The substantial cost of switching the auditory attention to the target voice is consistent with active, time-consuming, top-down, control of attentional shifts, but it is also consistent with ‘passive’ persistence/inertia/priming of the attentional set – which should benefit performance on repetition trials and hinder performance on switch trials. This would be a form of task-set inertia (Allport et al., 1994) – passive persistence of tasks-set parameters – widely viewed as one of the sources of the task switch cost (e.g., Monsell, 2003). Indeed, attentional inertia for visual attributes has been documented in the task-set control literature. Studies that employed eyetracking or fMRI to examine visual attention in the context of task switching have revealed a tendency to encode the previously (but, on switch trials, no longer) relevant visual dimension (Kikumoto et al., 2016; Longman et al., 2013; Mayr et al., 2013; Yeung et al., 2006) or location (Longman et al., 2014). The task-cueing paradigm provides a way of distinguishing between the contributions of top-down control and task-set inertia: one can manipulate independently the time available for active (top-down) preparation (the cue-stimulus interval, CSI) from the time elapsed from the previous response during which passive inertia dissipates (the response-stimulus interval). Both manipulations have been shown to influence the task switch cost, providing support for both active and passive sources of the performance overhead of switching tasks (e.g., Meiran, 1996).
Of particular relevance to the current study, extending the CSI in the range 0 s to ~1.5 s has tended to result in a substantial reduction in switch cost (the RISC effect, Monsell et al., 2006; Van’t Wout et al., 2013; 2015). However, preparation almost never eliminates the switch cost (though see Verbruggen et al., 2007), leaving a non-trivial asymptotic (‘residual’) component. The fact that preparation in advance of the imperative stimulus can have a substantial effect on the task switch cost (unconfounded from the effect of task-set inertia), is consistent with ample evidence of pre-stimulus switch-related EEG activity (for a review, see Karayanidis et al., 2010) and eye-movements (Longman et al., 2014; 2016; 2017; 2021) – both of which are predictive of smaller switch costs (e.g., Elchlepp et al., 2012; Kieffaber & Hetrick, 2005; Lavric et al., 2008; Longman et al., 2014; 2017). These and other kinds of evidence have made the RISC effect one of the clearest correlates of top-down control of task set.

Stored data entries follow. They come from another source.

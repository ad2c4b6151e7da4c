/*
 * sanitize/mod.rs
 * Copyright (c) 2025 Posit, PBC
 */

//! Tag-driven cleanup of decoded configuration records.
//!
//! Fields of a record carry a list of operations:
//!
//! ```rust
//! use gencfg::sanitize::{Sanitize, sanitize};
//!
//! #[derive(Sanitize)]
//! pub struct Storage {
//!     #[gencfg("path_clean")]
//!     pub data_dir: String,
//!     pub mirrors: Vec<Mirror>,
//! }
//!
//! #[derive(Sanitize)]
//! pub struct Mirror {
//!     #[gencfg("path_clean,path_toslash")]
//!     pub root: String,
//! }
//!
//! let mut storage = Storage {
//!     data_dir: "/var/lib//app/./data/".into(),
//!     mirrors: vec![Mirror { root: "a/../b".into() }],
//! };
//! sanitize(&mut storage).unwrap();
//! assert_eq!(storage.data_dir, "/var/lib/app/data");
//! assert_eq!(storage.mirrors[0].root, "b");
//! ```
//!
//! The derive generates a table of the record's visited fields. Options,
//! boxes, vectors, arrays and maps pass the field's operations on to their
//! elements; a nested record uses its own table and ignores the tags on the
//! field that holds it.

mod directive;
mod impls;

pub use directive::{Directive, Operation};
pub use gencfg_derive::Sanitize;

use crate::{SanitizeError, paths};
use std::collections::HashMap;
use std::fmt;
use std::path::Path;
use tracing::trace;

/// Name and tag list of one record field.
#[derive(Debug, Clone, Copy, PartialEq, Eq)]
pub struct Field<'a> {
    pub name: &'a str,
    pub tags: &'a str,
}

impl<'a> Field<'a> {
    pub const fn new(name: &'a str, tags: &'a str) -> Self {
        Self { name, tags }
    }
}

/// A value that can be visited by the sanitizer.
pub trait Sanitize {
    /// Apply `field`'s operations to this value or pass them on.
    fn sanitize(&mut self, field: &Field<'_>, sanitizer: &Sanitizer) -> Result<(), SanitizeError>;
}

/// A struct with a generated field table; implemented by `#[derive(Sanitize)]`.
pub trait SanitizeRecord {
    /// Visited fields in declaration order.
    const FIELDS: &'static [Field<'static>];

    fn sanitize_fields(&mut self, sanitizer: &Sanitizer) -> Result<(), SanitizeError>;
}

type TestCall = Box<dyn Fn(&str, &str) -> Result<(), String> + Send + Sync>;

/// Named callbacks for the `test_call=NAME` operation.
///
/// Each callback receives the field name and its current value.
#[derive(Default)]
pub struct TestCalls {
    calls: HashMap<String, TestCall>,
}

impl TestCalls {
    pub fn new() -> Self {
        Self::default()
    }

    pub fn register<F>(mut self, name: impl Into<String>, call: F) -> Self
    where
        F: Fn(&str, &str) -> Result<(), String> + Send + Sync + 'static,
    {
        self.calls.insert(name.into(), Box::new(call));
        self
    }

    fn invoke(&self, name: &str, field: &str, value: &str) -> Result<(), SanitizeError> {
        let call = self
            .calls
            .get(name)
            .ok_or_else(|| SanitizeError::UnknownTestCall {
                name: name.to_string(),
            })?;
        call(field, value).map_err(|message| SanitizeError::TestCall {
            name: name.to_string(),
            field: field.to_string(),
            message,
        })
    }
}

impl fmt::Debug for TestCalls {
    fn fmt(&self, f: &mut fmt::Formatter<'_>) -> fmt::Result {
        let mut names: Vec<_> = self.calls.keys().collect();
        names.sort();
        f.debug_struct("TestCalls").field("names", &names).finish()
    }
}

/// Runs the operations attached to record fields.
///
/// A default sanitizer skips `test_call` operations; build one
/// [with test calls](Sanitizer::with_test_calls) to run them.
#[derive(Debug, Default)]
pub struct Sanitizer {
    test_calls: Option<TestCalls>,
}

impl Sanitizer {
    pub fn new() -> Self {
        Self::default()
    }

    pub fn with_test_calls(test_calls: TestCalls) -> Self {
        Self {
            test_calls: Some(test_calls),
        }
    }

    /// Visit every field of `record`.
    pub fn sanitize<T: SanitizeRecord>(&self, record: &mut T) -> Result<(), SanitizeError> {
        trace!(record = std::any::type_name::<T>(), "sanitizing record");
        record.sanitize_fields(self)
    }

    /// Run `field`'s operations on a string value.
    pub fn apply_text(&self, field: &Field<'_>, value: &mut String) -> Result<(), SanitizeError> {
        let directive = Directive::parse(field.tags)?;
        for operation in directive.operations() {
            trace!(field = field.name, operation = operation.name(), "sanitize");
            match operation {
                Operation::PathClean if !value.is_empty() => *value = paths::clean(value),
                Operation::PathAbs if !value.is_empty() => *value = absolute(value)?,
                Operation::PathToSlash if !value.is_empty() => *value = paths::to_slash(value),
                Operation::AssureDirExists if !value.is_empty() => {
                    create_dir_all(Path::new(value.as_str()))?
                }
                Operation::AssureDirExistsForFile => {
                    let parent = Path::new(value.as_str())
                        .parent()
                        .filter(|parent| !parent.as_os_str().is_empty());
                    if let Some(parent) = parent {
                        create_dir_all(parent)?;
                    }
                }
                Operation::TestCall(name) => self.test_call(field, name.as_deref(), value)?,
                _ => {}
            }
        }
        Ok(())
    }

    /// Run `field`'s operations on a value that is not a string.
    ///
    /// Every operation except a skipped `test_call` is a type mismatch.
    pub fn apply_other(&self, field: &Field<'_>) -> Result<(), SanitizeError> {
        let directive = Directive::parse(field.tags)?;
        let skipped = |operation: &&Operation| {
            matches!(operation, Operation::TestCall(_)) && self.test_calls.is_none()
        };
        match directive.operations().iter().find(|op| !skipped(op)) {
            Some(operation) => Err(SanitizeError::TypeMismatch {
                tag: operation.name().to_string(),
                field: field.name.to_string(),
            }),
            None => Ok(()),
        }
    }

    fn test_call(
        &self,
        field: &Field<'_>,
        name: Option<&str>,
        value: &str,
    ) -> Result<(), SanitizeError> {
        let Some(test_calls) = &self.test_calls else {
            return Ok(());
        };
        let name = name.ok_or_else(|| SanitizeError::MissingTestCall {
            field: field.name.to_string(),
        })?;
        test_calls.invoke(name, field.name, value)
    }
}

/// Sanitize `record` with a default [`Sanitizer`].
pub fn sanitize<T: SanitizeRecord>(record: &mut T) -> Result<(), SanitizeError> {
    Sanitizer::new().sanitize(record)
}

fn absolute(path: &str) -> Result<String, SanitizeError> {
    if Path::new(path).is_absolute() {
        return Ok(paths::clean(path));
    }
    let cwd = std::env::current_dir().map_err(|source| SanitizeError::AbsPath {
        path: path.to_string(),
        source,
    })?;
    let cwd = cwd.to_string_lossy();
    Ok(paths::join(&[&*cwd, path]))
}

fn create_dir_all(dir: &Path) -> Result<(), SanitizeError> {
    std::fs::create_dir_all(dir).map_err(|source| SanitizeError::Io {
        path: dir.to_path_buf(),
        source,
    })
}

#[cfg(test)]
mod tests {
    use super::*;
    use std::sync::Arc;
    use std::sync::atomic::{AtomicUsize, Ordering};
    use tempfile::TempDir;

    fn text(sanitizer: &Sanitizer, tags: &str, value: &str) -> Result<String, SanitizeError> {
        let mut value = value.to_string();
        sanitizer.apply_text(&Field::new("Dir", tags), &mut value)?;
        Ok(value)
    }

    #[test]
    fn test_path_operations() {
        let sanitizer = Sanitizer::new();
        assert_eq!(text(&sanitizer, "path_clean", "a//b/../c/").unwrap(), "a/c");
        assert_eq!(text(&sanitizer, "path_clean", "").unwrap(), "");
        assert_eq!(text(&sanitizer, "path_toslash", "a/b").unwrap(), "a/b");
        assert_eq!(text(&sanitizer, "path_abs", "/x/./y").unwrap(), "/x/y");
        assert_eq!(text(&sanitizer, "path_abs", "").unwrap(), "");
    }

    #[test]
    fn test_path_abs_joins_cwd() {
        let cwd = std::env::current_dir().unwrap();
        let expected = cwd.join("conf").to_string_lossy().into_owned();
        assert_eq!(text(&Sanitizer::new(), "path_abs", "conf/.").unwrap(), expected);
    }

    #[test]
    fn test_assure_dir_exists() {
        let tmp = TempDir::new().unwrap();
        let dir = tmp.path().join("a/b/c");
        let value = dir.to_string_lossy().into_owned();
        text(&Sanitizer::new(), "assure_dir_exists", &value).unwrap();
        assert!(dir.is_dir());
    }

    #[test]
    fn test_assure_dir_exists_for_file() {
        let tmp = TempDir::new().unwrap();
        let file = tmp.path().join("logs/app.log");
        text(
            &Sanitizer::new(),
            "assure_dir_exists_for_file",
            &file.to_string_lossy(),
        )
        .unwrap();
        assert!(tmp.path().join("logs").is_dir());
        assert!(!file.exists());
        // no parent directory to create
        text(&Sanitizer::new(), "assure_dir_exists_for_file", "app.log").unwrap();
        text(&Sanitizer::new(), "assure_dir_exists_for_file", "").unwrap();
    }

    #[test]
    fn test_assure_dir_exists_reports_path() {
        let tmp = TempDir::new().unwrap();
        let blocker = tmp.path().join("file");
        std::fs::write(&blocker, "x").unwrap();
        let value = blocker.join("sub").to_string_lossy().into_owned();
        let err = text(&Sanitizer::new(), "assure_dir_exists", &value).unwrap_err();
        assert!(matches!(err, SanitizeError::Io { path, .. } if path == blocker.join("sub")));
    }

    #[test]
    fn test_test_call_skipped_without_registry() {
        assert_eq!(text(&Sanitizer::new(), "test_call=Nope", "v").unwrap(), "v");
        assert_eq!(text(&Sanitizer::new(), "test_call", "v").unwrap(), "v");
    }

    #[test]
    fn test_test_call_invokes_callback() {
        let seen = Arc::new(AtomicUsize::new(0));
        let counter = Arc::clone(&seen);
        let sanitizer = Sanitizer::with_test_calls(TestCalls::new().register(
            "Count",
            move |field, value| {
                assert_eq!((field, value), ("Dir", "v"));
                counter.fetch_add(1, Ordering::SeqCst);
                Ok(())
            },
        ));
        text(&sanitizer, "test_call=Count,test_call=Count", "v").unwrap();
        assert_eq!(seen.load(Ordering::SeqCst), 2);
    }

    #[test]
    fn test_test_call_errors() {
        let sanitizer = Sanitizer::with_test_calls(
            TestCalls::new().register("Fail", |_, _| Err("boom".to_string())),
        );
        assert!(matches!(
            text(&sanitizer, "test_call", "v").unwrap_err(),
            SanitizeError::MissingTestCall { field } if field == "Dir"
        ));
        assert!(matches!(
            text(&sanitizer, "test_call=Other", "v").unwrap_err(),
            SanitizeError::UnknownTestCall { name } if name == "Other"
        ));
        assert!(matches!(
            text(&sanitizer, "test_call=Fail", "v").unwrap_err(),
            SanitizeError::TestCall { message, .. } if message == "boom"
        ));
    }

    #[test]
    fn test_apply_other() {
        let sanitizer = Sanitizer::new();
        sanitizer.apply_other(&Field::new("Retries", "")).unwrap();
        sanitizer
            .apply_other(&Field::new("Retries", "test_call=Count"))
            .unwrap();
        let err = sanitizer
            .apply_other(&Field::new("Retries", "path_clean"))
            .unwrap_err();
        assert!(matches!(
            err,
            SanitizeError::TypeMismatch { tag, field } if tag == "path_clean" && field == "Retries"
        ));
    }
}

The voice-cueing study by Koch et al. (2011) included a manipulation of the preparation interval which contrasted performance at CSIs of 100 ms and 1000 ms, while keeping the response-stimulus interval constant. They found no reliable evidence that preparation reduced the cost of switching attention between simultaneous voices, although preparation improved the overall performance (collapsing over switches and repetitions). Subsequent studies from the same group that used variants of this paradigm, revisited the effect of preparation on the target voice switch cost (Lawo et al., 2014; Lawo & Koch, 2015; Nolden et al., 2019; Seibold et al., 2018). The outcome was the same – no reliable evidence of such an interaction, except for one experiment in Seibold et al. (2018) where the female voice and male voice alternated as targets in (predictable) runs of two (e.g., m-m-f-f-m-m, etc.) and where the effect of preparation was examined by manipulating the response-stimulus interval. However, because extending the response-stimulus interval provides more time for both preparation (top-down control) and passive dissipation of the attentional set (inertia), one cannot be certain about the contribution of these processes to the observed reduction in switch cost (see above).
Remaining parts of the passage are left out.